Task statement – Among the lines below, tally those that contain "DeleteRequest" and respond with the total only.

——————

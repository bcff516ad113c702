use crate::domain::model::UserID;
use chrono::{DateTime, Utc};
use serde::*;

#[derive(Debug, Clone, PartialEq, Eq)]
pub struct User {
    pub id: UserID,
    pub name: String,
    pub username: String,
    pub email: String,
    pub created_at: DateTime<Utc>,
}

impl User {
    pub fn new(name: String, username: String, email: String) -> Self {
        User {
            id: UserID::generate(),
            name,
            username,
            email,
            created_at: Utc::now(),
        }
    }

    pub fn summary(&self) -> UserSummary {
        UserSummary {
            id: self.id.clone(),
            name: self.name.clone(),
            username: self.username.clone(),
        }
    }

    pub fn profile(&self) -> UserProfile {
        UserProfile {
            email: self.email.clone(),
            name: self.name.clone(),
            username: self.username.clone(),
            created_at: self.created_at,
        }
    }
}

/// The fields a user reference expands to inside tweets and comments.
#[derive(Debug, Clone, PartialEq, Eq, Serialize, Deserialize)]
pub struct UserSummary {
    pub id: UserID,
    pub name: String,
    pub username: String,
}

/// Public profile returned next to a user's tweets.
#[derive(Debug, Clone, PartialEq, Eq, Serialize, Deserialize)]
#[serde(rename_all = "camelCase")]
pub struct UserProfile {
    pub email: String,
    pub name: String,
    pub username: String,
    pub created_at: DateTime<Utc>,
}
pub mod interface;
pub mod model;
pub mod service;
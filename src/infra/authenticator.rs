use crate::domain::interface::IAuthenticator;
use crate::domain::model::{Identity, UserID};
use crate::error::*;
use async_trait::async_trait;
use std::collections::HashMap;

#[derive(Debug)]
pub enum AuthConfigError {
    InvalidTokenSpec,
}

impl IServiceError for AuthConfigError {
    fn error_type(&self) -> String {
        match self {
            AuthConfigError::InvalidTokenSpec => "invalid_token_spec".to_string(),
        }
    }
}

/// Bearer tokens issued out of band, each bound to one user.
#[derive(Debug, Clone, Default)]
pub struct TokenAuthenticator {
    tokens: HashMap<String, UserID>,
}

impl TokenAuthenticator {
    /// Parses `token=userId` pairs separated by commas. Blank input yields an
    /// authenticator that rejects everything.
    pub fn from_spec(spec: &str) -> Result<Self> {
        let mut tokens = HashMap::new();
        for pair in spec.split(',').map(str::trim).filter(|p| !p.is_empty()) {
            let (token, user) = pair
                .split_once('=')
                .map(|(t, u)| (t.trim(), u.trim()))
                .filter(|(t, u)| !t.is_empty() && !u.is_empty())
                .ok_or_else(|| {
                    ServiceError::new(
                        AuthConfigError::InvalidTokenSpec,
                        anyhow::anyhow!("expected token=userId, got {:?}", pair),
                    )
                })?;
            tokens.insert(token.to_string(), UserID(user.to_string()));
        }
        Ok(TokenAuthenticator { tokens })
    }

    pub fn len(&self) -> usize {
        self.tokens.len()
    }

    pub fn is_empty(&self) -> bool {
        self.tokens.is_empty()
    }
}

#[async_trait]
impl IAuthenticator for TokenAuthenticator {
    async fn authenticate(&self, token: &str) -> Option<Identity> {
        self.tokens.get(token).map(|user_id| Identity {
            user_id: user_id.clone(),
        })
    }
}
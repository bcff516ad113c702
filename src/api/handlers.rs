use super::ApiState;
use crate::domain::model::*;
use crate::domain::service::*;
use crate::error::*;
use axum::extract::rejection::{JsonRejection, QueryRejection};
use axum::extract::{Path, Query, State};
use axum::response::{IntoResponse, Response};
use axum::Json;
use serde::*;
use serde_json::json;

#[derive(Debug, Deserialize)]
pub struct PageQuery {
    page: Option<i64>,
    limit: Option<i64>,
}

impl PageQuery {
    fn pagination(&self) -> Pagination {
        Pagination::new(self.page, self.limit)
    }
}

#[derive(Debug, Deserialize)]
pub struct ListUserQuery {
    id: String,
    page: Option<i64>,
    limit: Option<i64>,
}

#[derive(Debug, Deserialize)]
#[serde(rename_all = "camelCase")]
pub struct CreateTweetRequest {
    content: String,
    user_id: String,
}

#[derive(Debug, Deserialize)]
#[serde(rename_all = "camelCase")]
pub struct CommentRequest {
    comment: String,
    tweet_id: String,
    user_id: String,
}

// `like` may be sent as well, it carries no meaning
#[derive(Debug, Deserialize)]
#[serde(rename_all = "camelCase")]
pub struct LikeRequest {
    tweet_id: String,
}

#[derive(Debug, Deserialize)]
#[serde(rename_all = "camelCase")]
pub struct DeleteRequest {
    tweet_id: String,
    user_id: String,
}

fn bad_query(rejection: QueryRejection) -> ServiceError {
    GeneralError::invalid_payload(rejection.body_text())
}

fn bad_json(rejection: JsonRejection) -> ServiceError {
    GeneralError::invalid_payload(rejection.body_text())
}

pub async fn list(
    State(state): State<ApiState>,
    query: std::result::Result<Query<PageQuery>, QueryRejection>,
) -> Result<Json<TweetList>> {
    let Query(query) = query.map_err(bad_query)?;
    Ok(Json(state.tweet.list(query.pagination()).await?))
}

pub async fn user_tweets(
    State(state): State<ApiState>,
    Path(username): Path<String>,
    query: std::result::Result<Query<PageQuery>, QueryRejection>,
) -> Result<Json<UserTweets>> {
    let Query(query) = query.map_err(bad_query)?;
    Ok(Json(
        state
            .tweet
            .user_tweets(&username, query.pagination())
            .await?,
    ))
}

pub async fn list_by_user(
    State(state): State<ApiState>,
    query: std::result::Result<Query<ListUserQuery>, QueryRejection>,
) -> Result<Json<TweetList>> {
    let Query(query) = query.map_err(bad_query)?;
    let user = UserID::parse(query.id)
        .map_err(|_| GeneralError::invalid_payload("\"id\" is required"))?;
    let pagination = Pagination::new(query.page, query.limit);
    Ok(Json(state.tweet.list_by_user(user, pagination).await?))
}

/// Failures here answer `{tweet: "..."}` rather than the usual `{message}`.
pub async fn get_one(State(state): State<ApiState>, Path(id): Path<String>) -> Response {
    match state.tweet.get_one(&TweetID(id)).await {
        Ok(envelope) => Json(envelope).into_response(),
        Err(err) => (
            err.status_code(),
            Json(json!({ "tweet": err.message().unwrap_or(TWEET_NOT_FOUND) })),
        )
            .into_response(),
    }
}

pub async fn create(
    State(state): State<ApiState>,
    payload: std::result::Result<Json<CreateTweetRequest>, JsonRejection>,
) -> Result<Json<Tweet>> {
    let Json(payload) = payload.map_err(bad_json)?;
    let tweet = state
        .tweet
        .create(payload.content, UserID(payload.user_id))
        .await?;
    Ok(Json(tweet))
}

pub async fn comment(
    State(state): State<ApiState>,
    payload: std::result::Result<Json<CommentRequest>, JsonRejection>,
) -> Result<Json<CommentAdded>> {
    let Json(payload) = payload.map_err(bad_json)?;
    let added = state
        .tweet
        .comment(
            &TweetID(payload.tweet_id),
            payload.comment,
            UserID(payload.user_id),
        )
        .await?;
    Ok(Json(added))
}

pub async fn like(
    State(state): State<ApiState>,
    payload: std::result::Result<Json<LikeRequest>, JsonRejection>,
) -> Result<Json<Ack>> {
    let Json(payload) = payload.map_err(bad_json)?;
    Ok(Json(state.tweet.like(&TweetID(payload.tweet_id)).await?))
}

pub async fn destroy(
    State(state): State<ApiState>,
    payload: std::result::Result<Json<DeleteRequest>, JsonRejection>,
) -> Result<Json<Deleted>> {
    let Json(payload) = payload.map_err(bad_json)?;
    let deleted = state
        .tweet
        .delete(&TweetID(payload.tweet_id), &UserID(payload.user_id))
        .await?;
    Ok(Json(deleted))
}

pub async fn external(
    State(state): State<ApiState>,
    Path(username): Path<String>,
) -> Result<Json<Vec<ExternalTweetView>>> {
    Ok(Json(state.tweet.external_tweets(&username).await?))
}
pub use crate::repository::RepositoryError;
use anyhow::Error;
use axum::response::{IntoResponse, Response};
use axum::Json;
use serde::*;
use std::any::Any;

pub trait IServiceError: Any {
    fn error_type(&self) -> String {
        "internal_server_error".to_string()
    }

    fn status_code(&self) -> http::StatusCode {
        http::StatusCode::INTERNAL_SERVER_ERROR
    }
}

#[derive(Debug)]
pub struct ServiceError {
    type_id: std::any::TypeId,
    error_type: String,
    status_code: http::StatusCode,
    message: Option<String>,
    inner: Error,
}

pub type Result<T> = std::result::Result<T, ServiceError>;

/// Body of every failed response.
#[derive(Debug, Serialize, PartialEq, Eq)]
pub struct ErrorResponse {
    pub message: String,
}

impl ServiceError {
    pub fn new<E>(err: impl IServiceError, detail: E) -> ServiceError
    where
        Error: From<E>,
    {
        ServiceError {
            type_id: err.type_id(),
            error_type: err.error_type(),
            status_code: err.status_code(),
            message: None,
            inner: From::from(detail),
        }
    }

    pub fn only(err: impl IServiceError) -> ServiceError {
        ServiceError {
            type_id: err.type_id(),
            error_type: err.error_type(),
            status_code: err.status_code(),
            message: None,
            inner: Error::msg("error"),
        }
    }

    /// Attach the message shown to the caller, overriding the detail.
    pub fn with_message(mut self, message: impl Into<String>) -> ServiceError {
        self.message = Some(message.into());
        self
    }

    pub fn into_inner(self) -> Error {
        self.inner
    }

    pub fn status_code(&self) -> http::StatusCode {
        self.status_code
    }

    pub fn error_type(&self) -> String {
        self.error_type.clone()
    }

    pub fn message(&self) -> Option<&str> {
        self.message.as_deref()
    }

    pub fn is_error_of(&self, err: impl IServiceError) -> bool {
        self.type_id == err.type_id() && self.error_type() == err.error_type()
    }

    pub fn to_error_response(&self) -> ErrorResponse {
        ErrorResponse {
            message: self
                .message
                .clone()
                .unwrap_or_else(|| format!("{:#}", self.inner)),
        }
    }

    // 500 responses only carry an explicit message, never the detail
    pub fn to_secure_error_response(&self) -> ErrorResponse {
        if self.status_code.is_server_error() && self.message.is_none() {
            ErrorResponse {
                message: self.error_type.clone(),
            }
        } else {
            self.to_error_response()
        }
    }
}

impl IntoResponse for ServiceError {
    fn into_response(self) -> Response {
        if self.status_code.is_server_error() {
            tracing::error!(
                error_type = %self.error_type,
                error = ?self.inner,
                "request failed"
            );
        }
        let body = self.to_secure_error_response();
        (self.status_code, Json(body)).into_response()
    }
}

// anyhow::Error can be treated as ServiceError
impl IServiceError for Error {}

pub enum FutureError {
    JoinError,
}

// for tokio::task::spawn_blocking
impl IServiceError for FutureError {
    fn error_type(&self) -> String {
        match self {
            FutureError::JoinError => "internal_server_error".to_string(),
        }
    }

    fn status_code(&self) -> http::StatusCode {
        match self {
            FutureError::JoinError => http::StatusCode::INTERNAL_SERVER_ERROR,
        }
    }
}

impl From<tokio::task::JoinError> for ServiceError {
    fn from(err: tokio::task::JoinError) -> ServiceError {
        ServiceError::new(FutureError::JoinError, err)
    }
}

// Request-level rejections shared by the middleware chain. Keep domain logic out of here.
pub enum GeneralError {
    InvalidPayload,
    Unauthorized,
    Forbidden,
}

impl GeneralError {
    pub fn invalid_payload(message: impl Into<String>) -> ServiceError {
        let message = message.into();
        ServiceError::new(GeneralError::InvalidPayload, Error::msg(message.clone()))
            .with_message(message)
    }

    pub fn unauthorized(message: impl Into<String>) -> ServiceError {
        ServiceError::only(GeneralError::Unauthorized).with_message(message)
    }

    pub fn forbidden(message: impl Into<String>) -> ServiceError {
        ServiceError::only(GeneralError::Forbidden).with_message(message)
    }
}

impl IServiceError for GeneralError {
    fn error_type(&self) -> String {
        use GeneralError::*;

        match self {
            InvalidPayload => "invalid_payload".to_string(),
            Unauthorized => "unauthorized".to_string(),
            Forbidden => "forbidden".to_string(),
        }
    }

    fn status_code(&self) -> http::StatusCode {
        use GeneralError::*;

        match self {
            InvalidPayload => http::StatusCode::BAD_REQUEST,
            Unauthorized => http::StatusCode::UNAUTHORIZED,
            Forbidden => http::StatusCode::FORBIDDEN,
        }
    }
}

#[cfg(test)]
mod tests {
    use super::*;

    #[derive(Debug)]
    enum E {
        E1,
        E2,
    }

    impl IServiceError for E {
        fn error_type(&self) -> String {
            use E::*;

            match self {
                E1 => "e1",
                E2 => "e2",
            }
            .to_string()
        }

        fn status_code(&self) -> http::StatusCode {
            use E::*;

            match self {
                E1 => http::StatusCode::INTERNAL_SERVER_ERROR,
                E2 => http::StatusCode::NOT_FOUND,
            }
        }
    }

    #[test]
    fn it_should_handle_errors() {
        let err = ServiceError::only(E::E1);
        assert_eq!(err.error_type(), "e1".to_string());
        assert!(err.is_error_of(E::E1));
        assert!(!err.is_error_of(E::E2));
    }

    #[derive(PartialEq, Debug)]
    enum F {
        E1,
    }

    impl IServiceError for F {
        fn error_type(&self) -> String {
            "e1".to_string()
        }
    }

    #[test]
    fn it_should_distinguish_between_different_types_with_same_name() {
        let e1 = ServiceError::only(E::E1);
        let e2 = ServiceError::only(F::E1);

        assert!(!e1.is_error_of(F::E1));
        assert!(!e2.is_error_of(E::E1));
    }

    #[test]
    fn it_should_hide_details_of_server_errors() {
        let err = ServiceError::new(E::E1, Error::msg("disk on fire"));
        assert_eq!(err.to_secure_error_response().message, "e1");

        let err = ServiceError::new(E::E1, Error::msg("disk on fire")).with_message("not updated");
        assert_eq!(err.to_secure_error_response().message, "not updated");
    }

    #[test]
    fn it_should_show_messages_of_client_errors() {
        let err = ServiceError::new(E::E2, Error::msg("no such tweet"));
        assert_eq!(err.to_secure_error_response().message, "no such tweet");

        let err = GeneralError::forbidden("nope");
        assert_eq!(err.status_code(), http::StatusCode::FORBIDDEN);
        assert_eq!(err.message(), Some("nope"));
    }
}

——————

Result for this task – 2